- **What you should do**
Where in the entries below does "services" appear? Copy every line that has it.

════════════════

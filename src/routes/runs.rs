use axum::{
    Json, Router,
    extract::State,
    routing::{get, post},
};

use crate::{
    dto::runs::{RankingItem, RankingQuery, RecordRunRequest, RecordRunResponse},
    error::{AppError, ErrorBody},
    routes::extract,
    services::leaderboard_service,
    state::SharedState,
};

/// Leaderboard endpoints.
pub fn router() -> Router<SharedState> {
    Router::new()
        .route("/runs", post(record_run))
        .route("/rankings", get(rankings))
}

/// Record a completed run submitted outside the session flow.
#[utoipa::path(
    post,
    path = "/runs",
    tag = "runs",
    request_body = RecordRunRequest,
    responses(
        (status = 200, description = "Run recorded", body = RecordRunResponse),
        (status = 400, description = "Invalid name or malformed time", body = ErrorBody),
        (status = 503, description = "Leaderboard unavailable", body = ErrorBody)
    )
)]
pub async fn record_run(
    State(state): State<SharedState>,
    extract::Json(payload): extract::Json<RecordRunRequest>,
) -> Result<Json<RecordRunResponse>, AppError> {
    let run = leaderboard_service::record_run(&state, payload).await?;
    Ok(Json(RecordRunResponse { id: run.id }))
}

/// Fastest runs first; ties keep recording order.
#[utoipa::path(
    get,
    path = "/rankings",
    tag = "runs",
    params(RankingQuery),
    responses(
        (status = 200, description = "Ranked runs", body = [RankingItem]),
        (status = 503, description = "Leaderboard unavailable", body = ErrorBody)
    )
)]
pub async fn rankings(
    State(state): State<SharedState>,
    extract::Query(query): extract::Query<RankingQuery>,
) -> Result<Json<Vec<RankingItem>>, AppError> {
    Ok(Json(leaderboard_service::rankings(&state, query).await?))
}
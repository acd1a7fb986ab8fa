use utoipa::OpenApi;

#[derive(OpenApi)]
/// Aggregated OpenAPI specification for Station Rush Back.
#[openapi(
    paths(
        crate::routes::health::healthcheck,
        crate::routes::names::claim_name,
        crate::routes::names::name_status,
        crate::routes::names::release_name,
        crate::routes::stations::list_stations,
        crate::routes::stations::victory,
        crate::routes::stations::report_status,
        crate::routes::stations::report_remote,
        crate::routes::session::start_session,
        crate::routes::session::current_session,
        crate::routes::session::finish_session,
        crate::routes::session::abandon_session,
        crate::routes::session::press_buzzer,
        crate::routes::session::poll_buzzer,
        crate::routes::session::record_activity,
        crate::routes::session::idle_status,
        crate::routes::runs::record_run,
        crate::routes::runs::rankings,
        crate::routes::admin::list_runs,
        crate::routes::admin::edit_runs,
        crate::routes::admin::delete_runs,
        crate::routes::admin::clear_runs,
        crate::routes::admin::reset_floor,
    ),
    components(
        schemas(
            crate::error::ErrorBody,
            crate::dto::health::HealthResponse,
            crate::dto::health::HealthStatus,
            crate::dto::names::ClaimNameRequest,
            crate::dto::names::OkResponse,
            crate::dto::names::NameStatusResponse,
            crate::state::stations::StationStatus,
            crate::dto::stations::StationStatusRequest,
            crate::dto::stations::RemoteReportRequest,
            crate::dto::stations::StationReportResponse,
            crate::dto::stations::VictoryResponse,
            crate::dto::session::StartSessionRequest,
            crate::dto::session::SessionView,
            crate::dto::session::FinishReason,
            crate::dto::session::FinishSessionRequest,
            crate::dto::session::FinishSessionResponse,
            crate::dto::session::BuzzerResponse,
            crate::dto::session::IdleResponse,
            crate::dto::runs::RecordRunRequest,
            crate::dto::runs::RecordRunResponse,
            crate::dto::runs::RankingScope,
            crate::dto::runs::RankingItem,
            crate::dto::admin::AdminRunItem,
            crate::dto::admin::AdminRunRow,
            crate::dto::admin::AdminEditResponse,
            crate::dto::admin::AdminDeleteResponse,
        )
    ),
    tags(
        (name = "health", description = "Health check endpoints"),
        (name = "names", description = "Player name reservations"),
        (name = "stations", description = "Station status reports and victory probe"),
        (name = "session", description = "Timed session lifecycle, buzzer and idle mode"),
        (name = "runs", description = "Leaderboard recording and rankings"),
        (name = "admin", description = "Operator maintenance endpoints"),
    )
)]
pub struct ApiDoc;
mod config;
mod error;
mod models;
pub mod store;

pub use config::MongoConfig;
pub use error::MongoDaoError;
pub use store::MongoRunStore;

use crate::dao::storage::StorageError;

impl From<MongoDaoError> for StorageError {
    fn from(err: MongoDaoError) -> Self {
        match err {
            MongoDaoError::CounterMissing | MongoDaoError::NegativeId { .. } => {
                StorageError::Corrupt(err.to_string())
            }
            other => StorageError::unavailable(other.to_string(), other),
        }
    }
}
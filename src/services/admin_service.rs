//! Business logic powering the admin REST routes: leaderboard maintenance and floor reset.

use tracing::info;

use crate::{
    dao::models::RunId,
    dto::admin::{AdminDeleteResponse, AdminEditResponse, AdminRunItem, AdminRunRow},
    error::ServiceError,
    services::leaderboard_service,
    state::SharedState,
};

/// Every recorded run, ordered by id.
pub async fn list_runs(state: &SharedState) -> Result<Vec<AdminRunItem>, ServiceError> {
    let runs = leaderboard_service::list_runs(state).await?;
    Ok(runs.into_iter().map(Into::into).collect())
}

/// Update existing runs and insert (possibly backfilled) new ones.
pub async fn edit_runs(
    state: &SharedState,
    rows: Vec<AdminRunRow>,
) -> Result<AdminEditResponse, ServiceError> {
    leaderboard_service::bulk_upsert_edit(state, rows).await
}

/// Delete runs by id.
pub async fn delete_runs(
    state: &SharedState,
    ids: Vec<RunId>,
) -> Result<AdminDeleteResponse, ServiceError> {
    let deleted = leaderboard_service::bulk_delete(state, ids).await?;
    Ok(AdminDeleteResponse { deleted })
}

/// Wipe the leaderboard.
pub async fn clear_runs(state: &SharedState) -> Result<AdminDeleteResponse, ServiceError> {
    let deleted = leaderboard_service::clear(state).await?;
    Ok(AdminDeleteResponse { deleted })
}

/// Bring the game floor back to its baseline: no session, pending stations, no claims, active.
pub async fn reset_floor(state: &SharedState) {
    let abandoned = state.session().abandon().await;
    let generation = state.stations().reset_all();
    state.names().clear();
    state.buzzer().take();
    state.idle().record_activity();

    info!(
        abandoned = abandoned.is_some(),
        generation, "game floor reset by admin"
    );
}

#[cfg(test)]
mod tests {
    use std::sync::Arc;

    use super::*;
    use crate::{
        config::AppConfig,
        dao::run_store::MemoryRunStore,
        dto::session::StartSessionRequest,
        services::session_service,
        state::{AppState, stations::StationStatus},
    };

    #[tokio::test]
    async fn reset_floor_restores_the_baseline() {
        let state = AppState::new(AppConfig::default());
        state.set_run_store(Arc::new(MemoryRunStore::new())).await;
        state.names().try_claim("Ann").unwrap();
        state.names().try_claim("Bo").unwrap();
        session_service::start(&state, StartSessionRequest { name: "Ann".into() })
            .await
            .unwrap();
        state
            .stations()
            .report_status("local", StationStatus::Correct);
        state.buzzer().press();

        reset_floor(&state).await;

        assert!(state.session().current().await.is_none());
        assert!(state.names().is_empty());
        assert!(!state.buzzer().take());
        assert!(
            state
                .stations()
                .snapshot()
                .stations
                .values()
                .all(|status| *status == StationStatus::Pending)
        );
    }

    #[tokio::test]
    async fn delete_reports_actual_count() {
        let state = AppState::new(AppConfig::default());
        state.set_run_store(Arc::new(MemoryRunStore::new())).await;
        let response = delete_runs(&state, vec![1, 2, 3]).await.unwrap();
        assert_eq!(response.deleted, 0);
    }
}
use axum::{
    Json, Router,
    extract::State,
    routing::{get, post},
};
use indexmap::IndexMap;

use crate::{
    dto::stations::{
        RemoteReportRequest, StationReportResponse, StationStatusRequest, VictoryResponse,
    },
    error::{AppError, ErrorBody},
    routes::extract,
    services::station_service,
    state::{SharedState, stations::StationStatus},
};

/// Station reporting endpoints used by the local reader and the satellites.
pub fn router() -> Router<SharedState> {
    Router::new()
        .route("/stations", get(list_stations))
        .route("/stations/victory", get(victory))
        .route("/stations/remote", post(report_remote))
        .route("/stations/{id}/status", post(report_status))
}

/// Current status of every station, in declaration order.
#[utoipa::path(
    get,
    path = "/stations",
    tag = "stations",
    responses((status = 200, description = "Station statuses keyed by station id", body = HashMap<String, StationStatus>))
)]
pub async fn list_stations(State(state): State<SharedState>) -> Json<IndexMap<String, StationStatus>> {
    Json(station_service::snapshot(&state))
}

#[utoipa::path(
    get,
    path = "/stations/victory",
    tag = "stations",
    responses((status = 200, description = "Whether every station is correct", body = VictoryResponse))
)]
pub async fn victory(State(state): State<SharedState>) -> Json<VictoryResponse> {
    Json(station_service::victory(&state))
}

/// Report a status for one station.
#[utoipa::path(
    post,
    path = "/stations/{id}/status",
    tag = "stations",
    params(("id" = String, Path, description = "Station identifier")),
    request_body = StationStatusRequest,
    responses(
        (status = 200, description = "Report processed; `applied` is false for illegal transitions", body = StationReportResponse),
        (status = 400, description = "Malformed report", body = ErrorBody)
    )
)]
pub async fn report_status(
    State(state): State<SharedState>,
    extract::Path(id): extract::Path<String>,
    extract::Json(payload): extract::Json<StationStatusRequest>,
) -> Result<Json<StationReportResponse>, AppError> {
    Ok(Json(station_service::report_status(
        &state,
        &id,
        payload.status,
    )?))
}

/// Report from a satellite reader, carrying either a status or a raw tag id.
#[utoipa::path(
    post,
    path = "/stations/remote",
    tag = "stations",
    request_body = RemoteReportRequest,
    responses(
        (status = 200, description = "Report processed", body = StationReportResponse),
        (status = 400, description = "Neither status nor tag provided", body = ErrorBody)
    )
)]
pub async fn report_remote(
    State(state): State<SharedState>,
    extract::Json(payload): extract::Json<RemoteReportRequest>,
) -> Result<Json<StationReportResponse>, AppError> {
    Ok(Json(station_service::report_remote(&state, payload)?))
}
use std::time::SystemTime;
use time::{OffsetDateTime, format_description::well_known::Rfc3339};

pub mod admin;
pub mod health;
pub mod names;
pub mod runs;
pub mod session;
pub mod stations;
pub mod validation;

fn format_system_time(time: SystemTime) -> String {
    OffsetDateTime::from(time)
        .format(&Rfc3339)
        .unwrap_or_else(|_| "invalid-timestamp".into())
}

/// Parse an RFC 3339 timestamp supplied by a client.
pub fn parse_system_time(value: &str) -> Result<SystemTime, time::error::Parse> {
    OffsetDateTime::parse(value, &Rfc3339).map(SystemTime::from)
}

#[cfg(test)]
mod tests {
    use std::time::Duration;

    use super::*;

    #[test]
    fn rfc3339_timestamps_survive_formatting() {
        let at = SystemTime::UNIX_EPOCH + Duration::from_secs(1_700_000_000);
        let formatted = format_system_time(at);
        assert_eq!(formatted, "2023-11-14T22:13:20Z");
        assert_eq!(parse_system_time(&formatted).unwrap(), at);
        assert!(parse_system_time("yesterday").is_err());
    }
}
use station_rush_back::services::documentation::ApiDoc;
use utoipa::OpenApi;

fn main() -> Result<(), serde_json::Error> {
    let doc = ApiDoc::openapi();
    println!("{}", doc.to_pretty_json()?);
    Ok(())
}
use std::error::Error;
use thiserror::Error;

/// Result alias for run store operations.
pub type StorageResult<T> = Result<T, StorageError>;

type BoxedSource = Box<dyn Error + Send + Sync>;

/// Failure of a run store, independent of the backend behind it.
#[derive(Debug, Error)]
pub enum StorageError {
    /// The backend could not be reached or refused the operation.
    #[error("storage unavailable: {message}")]
    Unavailable {
        /// What was being attempted.
        message: String,
        /// Backend error.
        #[source]
        source: BoxedSource,
    },
    /// The backend answered with data that does not describe a valid run.
    #[error("corrupt run record: {0}")]
    Corrupt(String),
}

impl StorageError {
    /// Wrap a backend failure.
    pub fn unavailable(
        message: impl Into<String>,
        source: impl Error + Send + Sync + 'static,
    ) -> Self {
        StorageError::Unavailable {
            message: message.into(),
            source: Box::new(source),
        }
    }
}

════════════════

- **Written solution**
    services::leaderboard_service,
filename src/services/admin_service.rs
    services::leaderboard_service,
        services::session_service,
    services::station_service,
use station_rush_back::services::documentation::ApiDoc;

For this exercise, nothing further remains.